当日。
秋葉原まで行くと、改札のすぐそばに希さんは立っていた。
「おはよ」
「……おはようございます」
「そんな緊張せんでええよ。何人かは結構話したこともあるやろうし、皆いい子ばかりやからね」
「…………」
いや、あなたを一番警戒しているのですが……とは、あえて言わなかった。
果たして、今日はどうなってしまうのか。
そう考えていると、彼女がいきなり抱きついてきた。
不意打ちで甘い香りに包み込まれ、周りからちらちらと視線を感じ、鼓動が加速する。胸元にぶつかってくる柔らかな温もりも、かなり暴力的だ。
「の、希さん?」
「このくらいええやろ?皆の前やとできないからね」
「…………」
確かにそのとおりだと思うが、ここも周りの視線はあるんですが……ほら、どっかから「あれはμ'sの東條希さん?え?お、男の人と抱き合ってる!?嘘っ、あれ?これ何て状況?」とかやたら混乱した声が聞こえてくるし……この声、どっかで聞いたことある気がするんだが……。
「ああ、やっぱりあかんね。このままやと……八幡君、こっちこっち」
いきなり身体を離した彼女は、俺の手を引き、人目を避けるように柱の陰まで誘導する。何だ、一体……っ!
「ん…………」
「…………」
思考があっという間に真っ白になるような甘い感触。
希さんは、自分の唇を押しつけるように、俺のそれと重ねていた。
しかし、それも数秒のこと。こちらの理性が完全にとろけないように加減したかのような塩梅で、唇は離れていった。

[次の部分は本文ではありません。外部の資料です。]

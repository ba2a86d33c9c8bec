//! Error types for the logistics library
//!
//! Binaries wrap these in `anyhow`; the REST layer maps them to status codes.

use thiserror::Error;

#[derive(Error, Debug)]
pub enum LogisticsError {
    /// I/O errors (artifact files, uploads)
    #[error("I/O error: {0}")]
    Io(#[from] std::io::Error),

    /// Tabular input that could not be parsed
    #[error("CSV error: {0}")]
    Csv(#[from] csv::Error),

    /// Model bundle or payload decoding errors
    #[error("JSON error: {0}")]
    Json(#[from] serde_json::Error),

    /// User-supplied input rejected before any computation
    #[error("Validation error: {0}")]
    Validation(String),

    /// Missing or inconsistent trained artifact
    #[error("Artifact error: {0}")]
    Artifact(String),

    /// Failure inside the assignment pipeline
    #[error("Processing error: {0}")]
    Processing(String),

    /// External pest classifier unreachable or misbehaving
    #[error("Classifier error: {0}")]
    Classifier(String),
}

impl LogisticsError {
    pub fn validation(msg: impl Into<String>) -> Self {
        Self::Validation(msg.into())
    }

    pub fn artifact(msg: impl Into<String>) -> Self {
        Self::Artifact(msg.into())
    }

    pub fn processing(msg: impl Into<String>) -> Self {
        Self::Processing(msg.into())
    }
}

pub type Result<T> = std::result::Result<T, LogisticsError>;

希さんは、頬を紅く染めながら、あははと誤魔化し笑いをした。
「……い、いきなりごめんね。でも、君を見たらやっぱり抑えられんやん?」
「そ、そうですか……ま、まあ、いいんじゃないですかね?せっかくの休日ですし……いや、休日あんま関係ないかもしれませんけど、まあいいと思いますよ」
「あははっ、めっちゃ早口やん!可愛い♪じゃ、行こっか」
「……は、はい」
僕の心のヤバいやつが、「その前にトイレ……」と言いたそうにしているが、何とか彼女と並んで歩き始めた。
*******
今回の謎のミーティング会場となっている和菓子屋『ほむら』に到着すると、希さんがこちらを向き、少しだけ真面目な声のトーンで告げた。
「心の準備はできた?」
「……なるようになれって思っとけばいいですかね」
俺の言葉を聞いた彼女は「その意気やよし」と扉を開けた。すると……
「いらっしゃいませー!あ、今日はよろしくね!」
「……どうも」
「あれ、穂乃果ちゃん何で仕事してるん?」
「あはは、ちょっとこの前お母さんのプリンこっそり食べた罰で……あ、あと5分で終わりだから、部屋に行ってていいよ」
「りょーかい。じゃ、行こ」
「あ、はい」
「ちょっと待って!」
「?」
いきなり呼び止められたかと思いきや、高坂さんはじいっと俺の顔を覗き込んできた。柑橘系の爽やかな香りが鼻腔をくすぐり、非常によろしくない。あと近い。
「あー、えっと……?」
「うん、やっぱり希ちゃんの言ったとおりだ。どんよりしてるけど優しい目つき……」
「そ、そうか……」
微妙な褒められ方に苦笑していると、希さんが割って入るように腕を取ってきた。
「さ、仕事の邪魔したらいかんから、はよ行こ」
「……はい」
な、何だ、この変な威圧感……いや、気のせいか?
俺は黙って足を動かすことにした。
*******
「比企谷君、待ってたわよ!」
高坂さんの部屋に足を踏み入れると、今度は絢瀬さんがこちらにやって来て、手を握られる。くっ……相変わらずこの人の距離感だけは未だに謎だ。
すると、また希さんがさりげなく絢瀬さんの手をほどき、割り込んできた。
「じゃあ、穂乃果ちゃんが来るまで、簡単な自己紹介済ませとこっか」
「…………」
この時、希さんがいつもより声が強張って聞こえたのは、おそらく気のせいじゃない。